What is Traditional Thai Massage?
Thai Massage was developed 2500 years ago, essentially from the Indian Ayurvedic and Yogic traditions. It is performed on a mat on the floor on which the client is lying or sitting, and the client remains fully clothed throughout the treatment. There are hundreds of techniques which may be used but most of them involve palming (placing the palms on the client's body and smoothly pressing or rolling the flesh), thumbing (in particular the body's energy lines or 'sen'), application of pressure on specific crucial points on the body, and gentle stretching and manipulation (for this reason it is sometimes called 'Lazy Man's Yoga').
What are its effects?
Stretching and palming naturally tend to increase blood and lymph flow, effectively ventilating stagnant tissues, improving supply of nutrients, immune factors and causing toxins to be removed. They loosen the fasciae (connective tissues), thus liberating blocked and hardened regions, allowing the body to move more freely. They also work on the joints, realigning bones that have moved out of place (generating 'clicks' or 'clunks') and ventilating the joints, enabling fluid movement in and out. More important than these physical effects, however, the massage allows the client to 'let go' of tension held in the body, the result of which is that one tends to feel mentally very relaxed and open, and also energised because these tensions block the natural flow of energy through the body.
Receiving Thai Massage invites us, from a position of calm awareness, to observe tensions, holding patterns, blocks, and let them go. We release these energy blocks, and thus our energy flow improves and our bodies are able to function and heal themselves more effectively. Our bodies feel lighter, more fluid, more robust. These tensions are not simply physical, and thus the massage can bring about emotional catharsis and reveal suppressed memories, if we are ready to allow that to happen.
What do you need to do?
If you decide to have a treatment, it will improve the effectiveness of the massage a great deal if you drink plenty of water in the few days leading up to the massage, 1 1/2 to 2 litres per day, spread throughout each day (not all at once!). Fully hydrated tissues are more open and less dense than dehydrated ones, and so the massage can be deeper without causing pain. Muscle tissues can, however, take up to two months to become fully hydrated, so it's better to drink a good amount of water every day in any case. It is also important to drink water in the few days after the massage as toxins are released from the tissues and need to be flushed away.

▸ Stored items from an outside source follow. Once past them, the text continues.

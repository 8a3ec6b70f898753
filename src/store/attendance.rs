use crate::model::attendance::{AttendanceRecord, AttendanceStatus, AttendanceWithUser};
use chrono::{NaiveDate, NaiveTime};
use sqlx::SqlitePool;

const RECORD_COLUMNS: &str =
    "id, user_id, date, clock_in_time, clock_out_time, status, location_verified";

fn time_text(time: NaiveTime) -> String {
    time.format("%H:%M:%S").to_string()
}

pub async fn find_by_id(pool: &SqlitePool, id: i64) -> Result<Option<AttendanceRecord>, sqlx::Error> {
    sqlx::query_as::<_, AttendanceRecord>(&format!(
        "SELECT {RECORD_COLUMNS} FROM attendance WHERE id = ?"
    ))
    .bind(id)
    .fetch_optional(pool)
    .await
}

/// The user's row for `date`, whatever its status.
pub async fn find_for_day(
    pool: &SqlitePool,
    user_id: i64,
    date: NaiveDate,
) -> Result<Option<AttendanceRecord>, sqlx::Error> {
    sqlx::query_as::<_, AttendanceRecord>(&format!(
        "SELECT {RECORD_COLUMNS} FROM attendance WHERE user_id = ? AND date = ?"
    ))
    .bind(user_id)
    .bind(date)
    .fetch_optional(pool)
    .await
}

/// The user's row for `date` only if it is currently clocked in.
pub async fn find_clocked_in_for_day(
    pool: &SqlitePool,
    user_id: i64,
    date: NaiveDate,
) -> Result<Option<AttendanceRecord>, sqlx::Error> {
    sqlx::query_as::<_, AttendanceRecord>(&format!(
        "SELECT {RECORD_COLUMNS} FROM attendance WHERE user_id = ? AND date = ? AND status = ?"
    ))
    .bind(user_id)
    .bind(date)
    .bind(AttendanceStatus::ClockedIn.to_string())
    .fetch_optional(pool)
    .await
}

/// Inserts a clocked-in row and returns its id.
pub async fn insert_clock_in(
    pool: &SqlitePool,
    user_id: i64,
    date: NaiveDate,
    time: NaiveTime,
    location_verified: bool,
) -> Result<i64, sqlx::Error> {
    let result = sqlx::query(
        r#"
        INSERT INTO attendance (user_id, date, clock_in_time, status, location_verified)
        VALUES (?, ?, ?, ?, ?)
        "#,
    )
    .bind(user_id)
    .bind(date)
    .bind(time_text(time))
    .bind(AttendanceStatus::ClockedIn.to_string())
    .bind(location_verified)
    .execute(pool)
    .await?;

    Ok(result.last_insert_rowid())
}

/// Clocks in an existing row (e.g. one pre-marked absent). Rows that already
/// carry a clock-in time are left alone; the caller sees 0 rows affected.
pub async fn update_clock_in(
    pool: &SqlitePool,
    id: i64,
    time: NaiveTime,
    location_verified: bool,
) -> Result<u64, sqlx::Error> {
    let result = sqlx::query(
        r#"
        UPDATE attendance
        SET clock_in_time = ?, status = ?, location_verified = ?
        WHERE id = ? AND clock_in_time IS NULL
        "#,
    )
    .bind(time_text(time))
    .bind(AttendanceStatus::ClockedIn.to_string())
    .bind(location_verified)
    .bind(id)
    .execute(pool)
    .await?;

    Ok(result.rows_affected())
}

/// Only a `ClockedIn` row moves to `Present`; anything else affects 0 rows.
pub async fn update_clock_out(pool: &SqlitePool, id: i64, time: NaiveTime) -> Result<u64, sqlx::Error> {
    let result = sqlx::query(
        r#"
        UPDATE attendance
        SET clock_out_time = ?, status = ?
        WHERE id = ? AND status = ?
        "#,
    )
    .bind(time_text(time))
    .bind(AttendanceStatus::Present.to_string())
    .bind(id)
    .bind(AttendanceStatus::ClockedIn.to_string())
    .execute(pool)
    .await?;

    Ok(result.rows_affected())
}

/// Newest day first.
pub async fn list_for_user(pool: &SqlitePool, user_id: i64) -> Result<Vec<AttendanceRecord>, sqlx::Error> {
    sqlx::query_as::<_, AttendanceRecord>(&format!(
        "SELECT {RECORD_COLUMNS} FROM attendance WHERE user_id = ? ORDER BY date DESC"
    ))
    .bind(user_id)
    .fetch_all(pool)
    .await
}

/// Every record with its owner, newest day first, then by name.
pub async fn list_all_with_users(pool: &SqlitePool) -> Result<Vec<AttendanceWithUser>, sqlx::Error> {
    sqlx::query_as::<_, AttendanceWithUser>(
        r#"
        SELECT a.id, a.user_id, a.date, a.clock_in_time, a.clock_out_time, a.status,
               a.location_verified, u.name AS user_name, u.email AS user_email
        FROM attendance a
        JOIN users u ON a.user_id = u.id
        ORDER BY a.date DESC, u.name ASC
        "#,
    )
    .fetch_all(pool)
    .await
}

#[cfg(test)]
mod tests {
    use super::*;
    use crate::error::is_unique_violation;
    use crate::test_support::{seed_absent, seed_user, test_pool};

    fn day(s: &str) -> NaiveDate {
        NaiveDate::parse_from_str(s, "%Y-%m-%d").unwrap()
    }

    fn at(s: &str) -> NaiveTime {
        NaiveTime::parse_from_str(s, "%H:%M:%S").unwrap()
    }

    #[actix_web::test]
    async fn clock_in_row_reads_back() {
        let pool = test_pool().await;
        let user = seed_user(&pool, "Jane", "jane@example.com").await;

        let id = insert_clock_in(&pool, user.id, day("2024-07-20"), at("08:30:00"), true)
            .await
            .unwrap();
        let record = find_by_id(&pool, id).await.unwrap().unwrap();

        assert_eq!(record.user_id, user.id);
        assert_eq!(record.date, day("2024-07-20"));
        assert_eq!(record.clock_in_time, Some(at("08:30:00")));
        assert_eq!(record.clock_out_time, None);
        assert_eq!(record.status, AttendanceStatus::ClockedIn);
        assert!(record.location_verified);
    }

    #[actix_web::test]
    async fn second_row_for_the_same_day_violates_uniqueness() {
        let pool = test_pool().await;
        let user = seed_user(&pool, "Jane", "jane@example.com").await;
        insert_clock_in(&pool, user.id, day("2024-07-20"), at("08:30:00"), false)
            .await
            .unwrap();

        let err = insert_clock_in(&pool, user.id, day("2024-07-20"), at("09:00:00"), false)
            .await
            .unwrap_err();
        assert!(is_unique_violation(&err));
    }

    #[actix_web::test]
    async fn clocked_in_lookup_ignores_other_statuses() {
        let pool = test_pool().await;
        let user = seed_user(&pool, "Jane", "jane@example.com").await;
        seed_absent(&pool, user.id, "2024-07-20").await;

        assert!(find_for_day(&pool, user.id, day("2024-07-20")).await.unwrap().is_some());
        assert!(
            find_clocked_in_for_day(&pool, user.id, day("2024-07-20"))
                .await
                .unwrap()
                .is_none()
        );
    }

    #[actix_web::test]
    async fn clock_out_keeps_clock_in_time() {
        let pool = test_pool().await;
        let user = seed_user(&pool, "Jane", "jane@example.com").await;
        let id = insert_clock_in(&pool, user.id, day("2024-07-20"), at("08:30:00"), true)
            .await
            .unwrap();

        assert_eq!(update_clock_out(&pool, id, at("17:00:00")).await.unwrap(), 1);

        let record = find_by_id(&pool, id).await.unwrap().unwrap();
        assert_eq!(record.status, AttendanceStatus::Present);
        assert_eq!(record.clock_in_time, Some(at("08:30:00")));
        assert_eq!(record.clock_out_time, Some(at("17:00:00")));
    }

    #[actix_web::test]
    async fn updates_skip_rows_in_the_wrong_state() {
        let pool = test_pool().await;
        let user = seed_user(&pool, "Jane", "jane@example.com").await;
        let absent = seed_absent(&pool, user.id, "2024-07-20").await;

        // an absent row has nothing to clock out of
        assert_eq!(update_clock_out(&pool, absent, at("17:00:00")).await.unwrap(), 0);

        assert_eq!(update_clock_in(&pool, absent, at("08:30:00"), true).await.unwrap(), 1);
        assert_eq!(update_clock_in(&pool, absent, at("09:00:00"), false).await.unwrap(), 0);

        assert_eq!(update_clock_out(&pool, absent, at("17:00:00")).await.unwrap(), 1);
        assert_eq!(update_clock_out(&pool, absent, at("18:00:00")).await.unwrap(), 0);

        let record = find_by_id(&pool, absent).await.unwrap().unwrap();
        assert_eq!(record.clock_in_time, Some(at("08:30:00")));
        assert_eq!(record.clock_out_time, Some(at("17:00:00")));
        assert!(record.location_verified);
    }

    #[actix_web::test]
    async fn listings_are_ordered() {
        let pool = test_pool().await;
        let zed = seed_user(&pool, "Zed", "zed@example.com").await;
        let amy = seed_user(&pool, "Amy", "amy@example.com").await;

        insert_clock_in(&pool, zed.id, day("2024-07-19"), at("08:00:00"), true)
            .await
            .unwrap();
        insert_clock_in(&pool, zed.id, day("2024-07-20"), at("08:00:00"), true)
            .await
            .unwrap();
        insert_clock_in(&pool, amy.id, day("2024-07-20"), at("09:00:00"), false)
            .await
            .unwrap();

        let mine = list_for_user(&pool, zed.id).await.unwrap();
        let dates: Vec<String> = mine.iter().map(|r| r.date.to_string()).collect();
        assert_eq!(dates, ["2024-07-20", "2024-07-19"]);

        let all = list_all_with_users(&pool).await.unwrap();
        let order: Vec<(String, String)> = all
            .iter()
            .map(|r| (r.record.date.to_string(), r.user_name.clone()))
            .collect();
        assert_eq!(
            order,
            vec![
                ("2024-07-20".to_string(), "Amy".to_string()),
                ("2024-07-20".to_string(), "Zed".to_string()),
                ("2024-07-19".to_string(), "Zed".to_string()),
            ]
        );
        assert_eq!(all[0].user_email, "amy@example.com");
        assert!(!all[0].record.location_verified);
    }
}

It helps to wear loose and/or flexible clothing for the massage, especially below the waist, as parts of the massage involve manipulation of the legs. Jeans are a common cause of difficulty. Nevertheless, do make sure that you will be warm enough, bearing in mind that you'll be very inactive for a long time. A warm jumper presents no impediment to the massage. It's also better to remove any hard items from hands, wrists, pockets etc. or you may feel discomfort when they are pressed into your skin.
If the massage is to be performed in a space that you have specified, you will need an appropriate area of floor space, at least large enough for a double bed. The space should be reasonably well-protected from disturbances.
It's important to be aware of any injuries or susceptibilities and discuss them before the massage. Conditions such as hypermobility, diabetes and scoliosis are relevant, as are bruises, cuts, burns, susceptibility to cramp etc. Amazingly sometimes people even forget to mention sprained joints, slipped discs and pregnancy!